Selon nos informations, plus de cinq mois après la mort de deux jeunes à Echirolles dans la banlieue de Grenoble, neuf personnes (et non huit comme annoncé dans un premier temps) ont été interpellées jeudi matin et placées en garde à vue. Certaines d'entre elles pourraient être déférées et mise en examen dans le cadre de l'information judiciaire ouverte début octobre pour assassinats. Ces personnes seraient des proches des premiers jeunes interpellés après le drame.
Le 28 septembre 2012, Kevin Noubissi et Sofiane Tadbirt, deux jeunes de 21 ans, avaient été massacrés à coups de couteaux et de marteaux par une bande rivale dans la banlieue d'Echirolles. Un «regard de travers» avait été évoqué dans un premier temps pour expliquer ce crime odieux, qui avait provoqué le déplacement de François Hollande auprès des familles et suscité une immense mobilisation des habitants de Grenoble.

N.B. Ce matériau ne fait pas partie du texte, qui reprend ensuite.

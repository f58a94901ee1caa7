//! Human-in-the-loop confirmation for privileged tool calls (spec §4.D,
//! §4.E.5). Gated by Safe Mode plus whether the *resolved arguments* of
//! a SQL-executing tool amount to a data-modifying statement — not a
//! static per-tool flag. Grounded on `original_source/tools/sql_tools.py`'s
//! `execute_sql_query(query_type)` select-vs-everything-else branch and
//! `oj-core::decision`'s `Decision`/`DecisionOption` shape, adapted to a
//! request/response pair instead of a persisted record.

use dagctl_core::event::Event;
use parking_lot::Mutex;
use serde_json::Value;
use std::collections::HashMap;
use std::time::Duration;
use tokio::sync::oneshot;
use tracing::warn;

/// The tool name used throughout the registry/CLI/spec examples for
/// running a raw SQL statement.
pub const SQL_EXECUTION_TOOL: &str = "execute_sql";

/// Statement verbs that mutate data, matching the original's dangerous-op
/// callout ("DROP/DELETE/UPDATE") plus the rest of its `query_type` enum.
pub const MUTATING_SQL_VERBS: &[&str] =
    &["insert", "update", "delete", "drop", "alter", "truncate", "create", "grant", "revoke"];

#[derive(Debug, Clone, PartialEq, Eq)]
pub enum ConfirmationOutcome {
    Approved,
    Edited(String),
    Rejected,
    TimedOut,
}

/// Gates privileged tool calls behind user confirmation when Safe Mode
/// is on. One instance is shared across all turns in a process.
#[derive(Default)]
pub struct PrivilegeGate {
    pending: Mutex<HashMap<String, oneshot::Sender<ConfirmationOutcome>>>,
}

impl PrivilegeGate {
    pub fn new() -> Self {
        Self::default()
    }

    /// Whether `tool` called with the resolved `args` needs confirmation
    /// under the given Safe Mode setting: it is an SQL tool and its
    /// `query` argument's leading verb mutates data. A `select` through
    /// `execute_sql` is not gated; a mutating statement slipped through
    /// any other tool name is not this gate's concern (spec §4.E.5).
    pub fn requires_confirmation(&self, safe_mode: bool, tool: &str, args: &HashMap<String, Value>) -> bool {
        if !safe_mode || tool != SQL_EXECUTION_TOOL {
            return false;
        }
        let Some(query) = args.get("query").and_then(|v| v.as_str()) else {
            return false;
        };
        let verb = query.trim_start().split_whitespace().next().unwrap_or("").to_ascii_lowercase();
        MUTATING_SQL_VERBS.contains(&verb.as_str())
    }

    /// Publish a confirmation request and block until it is resolved or
    /// `timeout` elapses.
    pub async fn request(
        &self,
        publish: impl Fn(Event),
        tool: &str,
        description: &str,
        preview: Option<String>,
        timeout: Duration,
    ) -> ConfirmationOutcome {
        let id = nanoid::nanoid!(12);
        let (tx, rx) = oneshot::channel();
        self.pending.lock().insert(id.clone(), tx);

        publish(Event::ConfirmationRequest {
            id: id.clone(),
            tool: tool.to_string(),
            description: description.to_string(),
            preview,
        });

        match tokio::time::timeout(timeout, rx).await {
            Ok(Ok(outcome)) => outcome,
            Ok(Err(_)) => ConfirmationOutcome::Rejected,
            Err(_) => {
                self.pending.lock().remove(&id);
                warn!(request_id = %id, tool, "confirmation request timed out");
                ConfirmationOutcome::TimedOut
            }
        }
    }

    /// Resolve a pending request, e.g. from an incoming WebSocket
    /// `feedback_ack` message. Returns `true` if a matching request was
    /// found and resolved.
    pub fn resolve(&self, id: &str, outcome: ConfirmationOutcome) -> bool {
        if let Some(tx) = self.pending.lock().remove(id) {
            let _ = tx.send(outcome);
            true
        } else {
            false
        }
    }

    pub fn pending_count(&self) -> usize {
        self.pending.lock().len()
    }
}

#[cfg(test)]
mod tests {
    use super::*;

    fn args(query: &str) -> HashMap<String, Value> {
        let mut m = HashMap::new();
        m.insert("query".to_string(), Value::String(query.to_string()));
        m
    }

    #[test]
    fn safe_mode_gates_mutating_statements_through_the_sql_tool() {
        let gate = PrivilegeGate::new();
        assert!(gate.requires_confirmation(true, SQL_EXECUTION_TOOL, &args("DELETE FROM orders")));
        assert!(gate.requires_confirmation(true, SQL_EXECUTION_TOOL, &args("  update orders set x=1")));
        assert!(!gate.requires_confirmation(true, SQL_EXECUTION_TOOL, &args("SELECT * FROM orders")));
        assert!(!gate.requires_confirmation(false, SQL_EXECUTION_TOOL, &args("DELETE FROM orders")));
    }

    #[test]
    fn non_sql_tools_and_missing_query_args_are_never_gated() {
        let gate = PrivilegeGate::new();
        assert!(!gate.requires_confirmation(true, "query_database", &args("DELETE FROM orders")));
        assert!(!gate.requires_confirmation(true, SQL_EXECUTION_TOOL, &HashMap::new()));
    }

    #[tokio::test]
    async fn resolved_request_returns_the_given_outcome() {
        let gate = std::sync::Arc::new(PrivilegeGate::new());
        let gate2 = gate.clone();

        let published = std::sync::Arc::new(Mutex::new(None));
        let published2 = published.clone();

        let handle = tokio::spawn(async move {
            gate2
                .request(move |e| *published2.lock() = Some(e), "execute_sql", "DELETE FROM orders", None, Duration::from_secs(5))
                .await
        });

        tokio::time::sleep(Duration::from_millis(20)).await;
        let id = match published.lock().as_ref().unwrap() {
            Event::ConfirmationRequest { id, .. } => id.clone(),
            _ => unreachable!(),
        };

        assert!(gate.resolve(&id, ConfirmationOutcome::Approved));
        assert_eq!(handle.await.unwrap(), ConfirmationOutcome::Approved);
    }

    #[tokio::test]
    async fn unresolved_request_times_out() {
        let gate = PrivilegeGate::new();
        let outcome = gate.request(|_| {}, "execute_sql", "DELETE FROM orders", None, Duration::from_millis(10)).await;
        assert_eq!(outcome, ConfirmationOutcome::TimedOut);
        assert_eq!(gate.pending_count(), 0);
    }
}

Peu de temps après les faits, une dizaine de personnes avaient été interpellées puis mises en examen. Le procureur de Grenoble avait ensuite évoqué «un effet de groupe qui va perdre les pédales et se livrer à une violence aveugle» avec «ceux qui vont porter les coups de couteau, ceux qui vont utiliser une arme à grenaille, celui qui va utiliser une bouteille, celui qui va utiliser un marteau, et puis il y a tous les autres, qui vont donner des coups de pied».